Stored dataset items:
····················

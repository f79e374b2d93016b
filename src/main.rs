//! Domain-routed HTTP Load Balancer
//!
//! Main entry point for the balancer.
//! Responsibilities:
//! 1. Parse CLI arguments to load configuration.
//! 2. Build the upstream registry and bind the client-facing listener.
//! 3. Start the background tasks: health prober and operator control surface.
//! 4. Run the accept loop until `quit`, `Ctrl+C`, or `SIGTERM`, then drain.

use std::sync::Arc;
use std::time::Duration;

use clap::Parser;
use tokio::net::TcpListener;
use tokio::signal;
use tracing::{error, info};
use tracing_subscriber::EnvFilter;

use hostlb::acceptor;
use hostlb::config::try_load_config;
use hostlb::control;
use hostlb::prober;
use hostlb::registry::Registry;
use hostlb::shutdown::ShutdownCoordinator;
use hostlb::upstream::BalancerError;

/// Command-line interface for the application.
#[derive(Parser)]
#[command(author, version, about, long_about = None)]
struct Cli {
    /// The path to the TOML configuration file.
    #[arg(short, long, default_value = "config.toml")]
    config: String,
}

/// Main entry point: initialize logging, load config, start the tasks, and
/// handle shutdown.
#[tokio::main]
async fn main() -> Result<(), BalancerError> {
    tracing_subscriber::fmt()
        .with_env_filter(EnvFilter::try_from_default_env().unwrap_or_else(|_| EnvFilter::new("info")))
        .init();

    let args = Cli::parse();
    let config = try_load_config(&args.config)?.unwrap_or_default().finalize()?;

    // Finalize guarantees every section is present and valid.
    let server_cfg = config.server.clone().unwrap();
    let balancer_cfg = config.balancer.clone().unwrap();
    let bind_addr = server_cfg.bind_addr.unwrap();
    let probe_interval = balancer_cfg.health_check_interval_secs.unwrap();
    let probe_backoff = balancer_cfg.health_check_backoff_secs.unwrap();
    let shutdown_grace = Duration::from_secs(balancer_cfg.shutdown_grace_secs.unwrap());

    let registry = Arc::new(Registry::from_config(&config));

    let listener = TcpListener::bind(&bind_addr)
        .await
        .map_err(|e| BalancerError::Internal(format!("failed to bind {}: {}", bind_addr, e)))?;

    let mut coordinator = ShutdownCoordinator::new();

    let prober_registry = registry.clone();
    let prober_rx = coordinator.subscribe();
    coordinator
        .spawn_task(prober::probe_loop(prober_registry, probe_interval, probe_backoff, prober_rx));

    let control_registry = registry.clone();
    let control_handle = coordinator.handle();
    let control_rx = coordinator.subscribe();
    coordinator.spawn_task(control::control_loop(control_registry, control_handle, control_rx));

    let signal_handle = coordinator.handle();
    tokio::spawn(async move {
        shutdown_signal().await;
        signal_handle.trigger();
    });

    info!(bind_addr = %bind_addr, probe_interval_secs = probe_interval, "Starting load balancer");
    info!("Commands: list, metrics, quit");

    acceptor::accept_loop(listener, registry, coordinator.subscribe()).await;

    info!("Gracefully shutting down background tasks.");
    if let Err(e) = coordinator.graceful_shutdown(shutdown_grace).await {
        error!("Graceful shutdown failed: {}", e);
    }

    info!("Shutdown complete.");
    Ok(())
}

/// Resolves when the process receives `Ctrl+C` or, on Unix, `SIGTERM`.
async fn shutdown_signal() {
    let ctrl_c = async {
        signal::ctrl_c().await.expect("failed to install Ctrl+C handler");
    };

    #[cfg(unix)]
    let terminate = async {
        signal::unix::signal(signal::unix::SignalKind::terminate())
            .expect("failed to install signal handler")
            .recv()
            .await;
    };

    #[cfg(not(unix))]
    let terminate = std::future::pending::<()>();

    tokio::select! {
        _ = ctrl_c => {
            info!("Ctrl+C received, starting graceful shutdown.");
        },
        _ = terminate => {
            info!("SIGTERM received, starting graceful shutdown.");
        },
    }
}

····················

▸ **WHAT IS BEING ASKED**
What the task asks for is a word-for-word repeat of the lines above, from the first through the one containing "the client-facing listener.".

▸ **REPLY TO THE EXERCISE**
repository f79e374b2d93016b
filename src/main.rs
//! Domain-routed HTTP Load Balancer
//!
//! Main entry point for the balancer.
//! Responsibilities:
//! 1. Parse CLI arguments to load configuration.
//! 2. Build the upstream registry and bind the client-facing listener.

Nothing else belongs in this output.